▸ **EXERCISE REQUIREMENTS**:
Your task is to copy each line of the listing that contains the word "struct".

=== Section Start ===

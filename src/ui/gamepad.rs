/// Gamepad backend using gilrs.
///
/// Implements `GamepadSource` so the engine's input controller can poll it
/// once per step. Button mapping comes from the `[gamepad]` config table.
/// Default mapping:
///   D-pad / Left Stick    →  Move (down also drops through platforms)
///   A                     →  Jump
///   B / X                 →  Fire
///   Start                 →  Start
///   Select                →  Restart
///
/// Without the `gamepad` feature `GilrsPad::new()` always returns `None`.

#[cfg(feature = "gamepad")]
use gilrs::{Axis, Button, EventType, Gilrs};

use crate::config::GamepadConfig;
use crate::input::{GamepadSource, GamepadState};

/// Digital threshold for reading the stick as "down".
#[cfg_attr(not(feature = "gamepad"), allow(dead_code))]
const STICK_DOWN_THRESHOLD: f32 = 0.5;

/// Logical button identifiers (one per physical button).
#[derive(Clone, Copy, PartialEq, Eq, Hash, Debug)]
pub enum Btn {
    A,       // South
    B,       // East
    X,       // West
    Y,       // North
    L1,      // LeftTrigger
    R1,      // RightTrigger
    L2,      // LeftTrigger2
    R2,      // RightTrigger2
    Start,
    Select,
}

impl Btn {
    pub fn from_name(s: &str) -> Option<Btn> {
        match s.to_uppercase().as_str() {
            "A" | "SOUTH"  => Some(Btn::A),
            "B" | "EAST"   => Some(Btn::B),
            "X" | "WEST"   => Some(Btn::X),
            "Y" | "NORTH"  => Some(Btn::Y),
            "L1" | "LB" | "LEFTTRIGGER"  => Some(Btn::L1),
            "R1" | "RB" | "RIGHTTRIGGER" => Some(Btn::R1),
            "L2" | "LT" | "LEFTTRIGGER2"  => Some(Btn::L2),
            "R2" | "RT" | "RIGHTTRIGGER2" => Some(Btn::R2),
            "START" => Some(Btn::Start),
            "SELECT" | "BACK" => Some(Btn::Select),
            _ => None,
        }
    }

    #[cfg(feature = "gamepad")]
    fn from_gilrs(btn: Button) -> Option<Btn> {
        match btn {
            Button::South     => Some(Btn::A),
            Button::East      => Some(Btn::B),
            Button::West      => Some(Btn::X),
            Button::North     => Some(Btn::Y),
            Button::LeftTrigger  => Some(Btn::L1),
            Button::RightTrigger => Some(Btn::R1),
            Button::LeftTrigger2  => Some(Btn::L2),
            Button::RightTrigger2 => Some(Btn::R2),
            Button::Start     => Some(Btn::Start),
            Button::Select    => Some(Btn::Select),
            _ => None,
        }
    }
}

/// Action-to-button mapping. An action whose configured list has no valid
/// names keeps its default.
#[derive(Clone, Debug, PartialEq)]
pub struct ActionMap {
    pub jump: Vec<Btn>,
    pub action: Vec<Btn>,
    pub start: Vec<Btn>,
    pub restart: Vec<Btn>,
    pub down: Vec<Btn>,
}

impl Default for ActionMap {
    fn default() -> Self {
        ActionMap {
            jump:    vec![Btn::A],
            action:  vec![Btn::B, Btn::X],
            start:   vec![Btn::Start],
            restart: vec![Btn::Select],
            down:    vec![],
        }
    }
}

impl ActionMap {
    pub fn from_config(cfg: &GamepadConfig) -> Self {
        fn parse_list(names: &[String]) -> Vec<Btn> {
            names.iter()
                .filter_map(|s| {
                    let btn = Btn::from_name(s);
                    if btn.is_none() {
                        log::warn!("unknown gamepad button name {s:?}");
                    }
                    btn
                })
                .collect()
        }
        fn or_default(parsed: Vec<Btn>, fallback: Vec<Btn>) -> Vec<Btn> {
            if parsed.is_empty() { fallback } else { parsed }
        }
        let d = ActionMap::default();
        ActionMap {
            jump: or_default(parse_list(&cfg.jump), d.jump),
            action: or_default(parse_list(&cfg.action), d.action),
            start: or_default(parse_list(&cfg.start), d.start),
            restart: or_default(parse_list(&cfg.restart), d.restart),
            // Empty is a valid choice here: the D-pad already covers down.
            down: parse_list(&cfg.down),
        }
    }
}

#[cfg(feature = "gamepad")]
mod inner {
    use super::*;

    /// Per-button state. `latched` survives until the next poll so a
    /// press and release between two polls still reads as one press.
    #[derive(Clone, Copy, Debug, Default)]
    struct BtnState {
        held: bool,
        latched: bool,
    }

    impl BtnState {
        fn read(&self) -> bool {
            self.held || self.latched
        }
    }

    pub struct GilrsPad {
        gilrs: Gilrs,
        buttons: [BtnState; 10],
        dpad_left: BtnState,
        dpad_right: BtnState,
        dpad_down: BtnState,
        stick_x: f32,
        stick_y: f32,
        map: ActionMap,
        connected: bool,
    }

    impl GilrsPad {
        pub fn new(cfg: &GamepadConfig) -> Option<Self> {
            let gilrs = match Gilrs::new() {
                Ok(g) => g,
                Err(e) => {
                    log::warn!("gamepad backend unavailable: {e}");
                    return None;
                }
            };
            let connected = gilrs.gamepads().next().is_some();
            log::info!("gamepad backend ready (connected: {connected})");
            Some(GilrsPad {
                gilrs,
                buttons: [BtnState::default(); 10],
                dpad_left: BtnState::default(),
                dpad_right: BtnState::default(),
                dpad_down: BtnState::default(),
                stick_x: 0.0,
                stick_y: 0.0,
                map: ActionMap::from_config(cfg),
                connected,
            })
        }

        fn drain(&mut self) {
            while let Some(event) = self.gilrs.next_event() {
                match event.event {
                    EventType::ButtonPressed(btn, _) => {
                        self.connected = true;
                        self.set_button(btn, true);
                    }
                    EventType::ButtonReleased(btn, _) => {
                        self.connected = true;
                        self.set_button(btn, false);
                    }
                    EventType::AxisChanged(axis, value, _) => {
                        self.connected = true;
                        match axis {
                            Axis::LeftStickX => self.stick_x = value,
                            Axis::LeftStickY => self.stick_y = value,
                            _ => {}
                        }
                    }
                    EventType::Connected => self.connected = true,
                    EventType::Disconnected => {
                        log::info!("gamepad disconnected");
                        self.connected = false;
                        self.release_all();
                    }
                    _ => {}
                }
            }
        }

        fn set_button(&mut self, gilrs_btn: Button, held: bool) {
            let slot = match gilrs_btn {
                Button::DPadLeft => &mut self.dpad_left,
                Button::DPadRight => &mut self.dpad_right,
                Button::DPadDown => &mut self.dpad_down,
                other => match Btn::from_gilrs(other) {
                    Some(btn) => &mut self.buttons[btn as usize],
                    None => return,
                },
            };
            slot.held = held;
            if held {
                slot.latched = true;
            }
        }

        fn any(&self, btns: &[Btn]) -> bool {
            btns.iter().any(|&b| self.buttons[b as usize].read())
        }

        fn axis(&self) -> f32 {
            match (self.dpad_left.read(), self.dpad_right.read()) {
                (true, false) => -1.0,
                (false, true) => 1.0,
                _ => self.stick_x,
            }
        }

        fn clear_latches(&mut self) {
            for b in &mut self.buttons { b.latched = false; }
            self.dpad_left.latched = false;
            self.dpad_right.latched = false;
            self.dpad_down.latched = false;
        }

        fn release_all(&mut self) {
            self.buttons = [BtnState::default(); 10];
            self.dpad_left = BtnState::default();
            self.dpad_right = BtnState::default();
            self.dpad_down = BtnState::default();
            self.stick_x = 0.0;
            self.stick_y = 0.0;
        }
    }

    impl GamepadSource for GilrsPad {
        fn poll(&mut self) -> Option<GamepadState> {
            self.drain();
            if !self.connected {
                return None;
            }
            // gilrs reports stick Y positive when pushed up.
            let state = GamepadState {
                connected: true,
                axis_x: self.axis(),
                jump: self.any(&self.map.jump),
                action: self.any(&self.map.action),
                start: self.any(&self.map.start),
                restart: self.any(&self.map.restart),
                down: self.dpad_down.read()
                    || self.stick_y < -STICK_DOWN_THRESHOLD
                    || self.any(&self.map.down),
            };
            self.clear_latches();
            Some(state)
        }
    }
}

#[cfg(feature = "gamepad")]
pub use inner::GilrsPad;

#[cfg(not(feature = "gamepad"))]
pub struct GilrsPad;

#[cfg(not(feature = "gamepad"))]
impl GilrsPad {
    pub fn new(_cfg: &GamepadConfig) -> Option<Self> {
        None
    }
}

#[cfg(not(feature = "gamepad"))]
impl GamepadSource for GilrsPad {
    fn poll(&mut self) -> Option<GamepadState> {
        None
    }
}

=== Section End ===

▸ **REPLY**:
pub struct ActionMap {
    struct BtnState {
    pub struct GilrsPad {
pub struct GilrsPad;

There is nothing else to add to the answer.